What needs to be done. Extract each line of the data below exactly as written.

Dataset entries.

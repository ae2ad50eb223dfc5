use once_cell::sync::Lazy;
use serde::{Deserialize, Serialize};
use std::env;

#[derive(Debug, Clone, Serialize, Deserialize)]
pub struct AppConfig {
    pub environment: Environment,
    pub api: ApiConfig,
    pub security: SecurityConfig,
}

#[derive(Debug, Clone, PartialEq, Serialize, Deserialize)]
pub enum Environment {
    Development,
    Staging,
    Production,
}

#[derive(Debug, Clone, Serialize, Deserialize)]
pub struct ApiConfig {
    pub enable_request_logging: bool,
    /// Seed demo principals into the in-memory user store at startup.
    pub seed_demo_users: bool,
}

#[derive(Debug, Clone, Serialize, Deserialize)]
pub struct SecurityConfig {
    /// HS256 signing secret. Empty means unset; the server refuses to start.
    #[serde(skip_serializing)]
    pub jwt_secret: String,
    pub jwt_issuer: String,
    pub jwt_audience: String,
    pub token_ttl_days: i64,
    /// Session cookies carry the Secure attribute when true.
    pub secure_cookies: bool,
    pub enable_cors: bool,
    pub cors_origins: Vec<String>,
}

impl AppConfig {
    pub fn from_env() -> Self {
        let environment = match env::var("APP_ENV").as_deref() {
            Ok("production") | Ok("prod") => Environment::Production,
            Ok("staging") | Ok("stage") => Environment::Staging,
            _ => Environment::Development,
        };

        // Set defaults based on environment, then override with specific env vars
        match environment {
            Environment::Production => Self::production(),
            Environment::Staging => Self::staging(),
            Environment::Development => Self::development(),
        }
        .with_env_overrides()
    }

    fn with_env_overrides(mut self) -> Self {
        // API overrides
        if let Ok(v) = env::var("API_ENABLE_REQUEST_LOGGING") {
            self.api.enable_request_logging = v.parse().unwrap_or(self.api.enable_request_logging);
        }
        if let Ok(v) = env::var("API_SEED_DEMO_USERS") {
            self.api.seed_demo_users = v.parse().unwrap_or(self.api.seed_demo_users);
        }

        // Security overrides
        if let Ok(v) = env::var("JWT_SECRET") {
            self.security.jwt_secret = v;
        }
        if let Ok(v) = env::var("SECURITY_JWT_ISSUER") {
            self.security.jwt_issuer = v;
        }
        if let Ok(v) = env::var("SECURITY_JWT_AUDIENCE") {
            self.security.jwt_audience = v;
        }
        if let Ok(v) = env::var("SECURITY_TOKEN_TTL_DAYS") {
            self.security.token_ttl_days = v.parse().unwrap_or(self.security.token_ttl_days);
        }
        if let Ok(v) = env::var("SECURITY_SECURE_COOKIES") {
            self.security.secure_cookies = v.parse().unwrap_or(self.security.secure_cookies);
        }
        if let Ok(v) = env::var("SECURITY_ENABLE_CORS") {
            self.security.enable_cors = v.parse().unwrap_or(self.security.enable_cors);
        }
        if let Ok(v) = env::var("SECURITY_CORS_ORIGINS") {
            self.security.cors_origins = v.split(',').map(|s| s.trim().to_string()).collect();
        }

        self
    }

    fn development() -> Self {
        Self {
            environment: Environment::Development,
            api: ApiConfig {
                enable_request_logging: true,
                seed_demo_users: true,
            },
            security: SecurityConfig {
                jwt_secret: String::new(),
                jwt_issuer: "bazaar-platform".to_string(),
                jwt_audience: "bazaar-clients".to_string(),
                token_ttl_days: 7,
                secure_cookies: false,
                enable_cors: true,
                cors_origins: vec![
                    "http://localhost:3000".to_string(),
                    "http://localhost:5173".to_string(),
                ],
            },
        }
    }

    fn staging() -> Self {
        Self {
            environment: Environment::Staging,
            api: ApiConfig {
                enable_request_logging: true,
                seed_demo_users: false,
            },
            security: SecurityConfig {
                jwt_secret: String::new(),
                jwt_issuer: "bazaar-platform".to_string(),
                jwt_audience: "bazaar-clients".to_string(),
                token_ttl_days: 7,
                secure_cookies: true,
                enable_cors: true,
                cors_origins: vec!["https://staging.bazaar.example".to_string()],
            },
        }
    }

    fn production() -> Self {
        Self {
            environment: Environment::Production,
            api: ApiConfig {
                enable_request_logging: false,
                seed_demo_users: false,
            },
            security: SecurityConfig {
                jwt_secret: String::new(),
                jwt_issuer: "bazaar-platform".to_string(),
                jwt_audience: "bazaar-clients".to_string(),
                token_ttl_days: 7,
                secure_cookies: true,
                enable_cors: true,
                cors_origins: vec!["https://app.bazaar.example".to_string()],
            },
        }
    }
}

// Global singleton config - initialized once at startup
pub static CONFIG: Lazy<AppConfig> = Lazy::new(AppConfig::from_env);

// Convenience function for accessing config
pub fn config() -> &'static AppConfig {
    &CONFIG
}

Written reply.
repository ae2ad50eb223dfc5
use once_cell::sync::Lazy;
use serde::{Deserialize, Serialize};
use std::env;

#[derive(Debug, Clone, Serialize, Deserialize)]
pub struct AppConfig {
    pub environment: Environment,
    pub api: ApiConfig,
    pub security: SecurityConfig,
}

#[derive(Debug, Clone, PartialEq, Serialize, Deserialize)]
pub enum Environment {
    Development,
    Staging,
    Production,
}

#[derive(Debug, Clone, Serialize, Deserialize)]
pub struct ApiConfig {
    pub enable_request_logging: bool,
    /// Seed demo principals into the in-memory user store at startup.
    pub seed_demo_users: bool,
}

#[derive(Debug, Clone, Serialize, Deserialize)]
pub struct SecurityConfig {
    /// HS256 signing secret. Empty means unset; the server refuses to start.
    #[serde(skip_serializing)]
    pub jwt_secret: String,
    pub jwt_issuer: String,
    pub jwt_audience: String,
    pub token_ttl_days: i64,
    /// Session cookies carry the Secure attribute when true.
    pub secure_cookies: bool,
    pub enable_cors: bool,
    pub cors_origins: Vec<String>,
}

impl AppConfig {
    pub fn from_env() -> Self {
        let environment = match env::var("APP_ENV").as_deref() {
            Ok("production") | Ok("prod") => Environment::Production,
            Ok("staging") | Ok("stage") => Environment::Staging,
            _ => Environment::Development,
        };

        // Set defaults based on environment, then override with specific env vars
        match environment {
            Environment::Production => Self::production(),
            Environment::Staging => Self::staging(),
            Environment::Development => Self::development(),
        }
        .with_env_overrides()
    }

    fn with_env_overrides(mut self) -> Self {
        // API overrides
        if let Ok(v) = env::var("API_ENABLE_REQUEST_LOGGING") {
            self.api.enable_request_logging = v.parse().unwrap_or(self.api.enable_request_logging);
        }
        if let Ok(v) = env::var("API_SEED_DEMO_USERS") {
            self.api.seed_demo_users = v.parse().unwrap_or(self.api.seed_demo_users);
        }

        // Security overrides
        if let Ok(v) = env::var("JWT_SECRET") {
            self.security.jwt_secret = v;
        }
        if let Ok(v) = env::var("SECURITY_JWT_ISSUER") {
            self.security.jwt_issuer = v;
        }
        if let Ok(v) = env::var("SECURITY_JWT_AUDIENCE") {
            self.security.jwt_audience = v;
        }
        if let Ok(v) = env::var("SECURITY_TOKEN_TTL_DAYS") {
            self.security.token_ttl_days = v.parse().unwrap_or(self.security.token_ttl_days);
        }
        if let Ok(v) = env::var("SECURITY_SECURE_COOKIES") {
            self.security.secure_cookies = v.parse().unwrap_or(self.security.secure_cookies);
        }
        if let Ok(v) = env::var("SECURITY_ENABLE_CORS") {
            self.security.enable_cors = v.parse().unwrap_or(self.security.enable_cors);
        }
        if let Ok(v) = env::var("SECURITY_CORS_ORIGINS") {
            self.security.cors_origins = v.split(',').map(|s| s.trim().to_string()).collect();
        }

        self
    }

    fn development() -> Self {
        Self {
            environment: Environment::Development,
            api: ApiConfig {
                enable_request_logging: true,
                seed_demo_users: true,
            },
            security: SecurityConfig {
                jwt_secret: String::new(),
                jwt_issuer: "bazaar-platform".to_string(),
                jwt_audience: "bazaar-clients".to_string(),
                token_ttl_days: 7,
                secure_cookies: false,
                enable_cors: true,
                cors_origins: vec![
                    "http://localhost:3000".to_string(),
                    "http://localhost:5173".to_string(),
                ],
            },
        }
    }

    fn staging() -> Self {
        Self {
            environment: Environment::Staging,
            api: ApiConfig {
                enable_request_logging: true,
                seed_demo_users: false,
            },
            security: SecurityConfig {
                jwt_secret: String::new(),
                jwt_issuer: "bazaar-platform".to_string(),
                jwt_audience: "bazaar-clients".to_string(),
                token_ttl_days: 7,
                secure_cookies: true,
                enable_cors: true,
                cors_origins: vec!["https://staging.bazaar.example".to_string()],
            },
        }
    }

    fn production() -> Self {
        Self {
            environment: Environment::Production,
            api: ApiConfig {
                enable_request_logging: false,
                seed_demo_users: false,
            },
            security: SecurityConfig {
                jwt_secret: String::new(),
                jwt_issuer: "bazaar-platform".to_string(),
                jwt_audience: "bazaar-clients".to_string(),
                token_ttl_days: 7,
                secure_cookies: true,
                enable_cors: true,
                cors_origins: vec!["https://app.bazaar.example".to_string()],
            },
        }
    }
}

// Global singleton config - initialized once at startup
pub static CONFIG: Lazy<AppConfig> = Lazy::new(AppConfig::from_env);

// Convenience function for accessing config
pub fn config() -> &'static AppConfig {
    &CONFIG
}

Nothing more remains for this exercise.